No, that’s not what it shows at all. It shows that only countries with high C-section rates have low levels of maternal and neonatal mortality. A high C-section rate does not guarantee low maternal and neonatal mortality because C-section rate is not the only factor. For example, Latin America (represented on the chart by open diamonds) has a high rate of C-sections performed for social reasons, but does not have a low level of maternal mortality.
The bottom line is this: The only countries with low rates of maternal and neonatal mortality have HIGH C-section rates (except Croatia and Kuwait). The average C-section rate for countries with low maternal and neonatal mortality is 22%, although rates as high as 36% are consistent with low rates of maternal and neonatal mortality.

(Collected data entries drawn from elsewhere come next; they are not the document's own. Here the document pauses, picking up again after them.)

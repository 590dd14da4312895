//! Wavefront OBJ format support.
//!
//! Loading goes through `tobj`; every object and group in the file is merged
//! into one mesh. Saving writes plain `v`/`f` records.

use std::fs::File;
use std::io::{BufWriter, Write};
use std::path::Path;

use nalgebra::Point3;

use crate::error::{ManifoldError, Result};
use crate::mesh::TriangleMesh;

/// Load a mesh from an OBJ file.
///
/// Polygons are triangulated, texture and normal indices are ignored, and
/// missing material libraries are not an error. A file without faces loads
/// as an empty mesh.
///
/// # Example
///
/// ```no_run
/// use watertight::io::obj;
///
/// let mesh = obj::load("model.obj").unwrap();
/// ```
pub fn load<P: AsRef<Path>>(path: P) -> Result<TriangleMesh> {
    let path = path.as_ref();
    let options = tobj::LoadOptions {
        triangulate: true,
        single_index: true,
        ignore_points: true,
        ignore_lines: true,
        ..Default::default()
    };

    let (models, _materials) =
        tobj::load_obj(path, &options).map_err(|e| ManifoldError::LoadError {
            path: path.to_path_buf(),
            message: e.to_string(),
        })?;

    let mut mesh = TriangleMesh::default();
    for model in &models {
        let base = mesh.vertices.len();
        let positions = &model.mesh.positions;
        mesh.vertices.extend(
            positions
                .chunks_exact(3)
                .map(|p| Point3::new(p[0] as f64, p[1] as f64, p[2] as f64)),
        );
        let count = positions.len() / 3;

        for tri in model.mesh.indices.chunks_exact(3) {
            let mut face = [0usize; 3];
            for (slot, &i) in face.iter_mut().zip(tri) {
                let i = i as usize;
                if i >= count {
                    return Err(ManifoldError::LoadError {
                        path: path.to_path_buf(),
                        message: format!("face index {} out of range in '{}'", i, model.name),
                    });
                }
                *slot = base + i;
            }
            mesh.faces.push(face);
        }
    }

    Ok(mesh)
}

/// Save a mesh to an OBJ file.
///
/// # Example
///
/// ```no_run
/// use watertight::io::obj;
/// use watertight::mesh::TriangleMesh;
///
/// let mesh = TriangleMesh::default();
/// obj::save(&mesh, "output.obj").unwrap();
/// ```
pub fn save<P: AsRef<Path>>(mesh: &TriangleMesh, path: P) -> Result<()> {
    let path = path.as_ref();
    let file = File::create(path)?;
    let mut writer = BufWriter::new(file);

    writeln!(writer, "# Generated by watertight")?;
    writeln!(
        writer,
        "# {} vertices, {} faces",
        mesh.num_vertices(),
        mesh.num_faces()
    )?;

    for v in &mesh.vertices {
        writeln!(writer, "v {} {} {}", v.x, v.y, v.z)?;
    }

    // OBJ indices are 1-based
    for f in &mesh.faces {
        writeln!(writer, "f {} {} {}", f[0] + 1, f[1] + 1, f[2] + 1)?;
    }

    writer.flush()?;
    Ok(())
}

The authors’ claims are not supported by their own data. There is simply no support for a C-section rate of 15%, since virtually none of the countries with low rates of maternal and neonatal mortality have a C-section rate of 15% or below, and most have rates that are far higher. There is also no support for the claim that “the sum total of the evidence presented here supports the hypothesis that … when CS rates rise substantially above 15%, risks to reproductive health outcomes may begin to outweigh benefits”. When C-sections are performed for medical indications, there is no evidence that rising C-section rates lead to rising rates of maternal or neonatal mortality.
The authors own data indicate that a C-section rate of 15% is unacceptably low, and that the average should be at least 22%, with rates as high as 36% yielding low levels of maternal and neonatal mortality.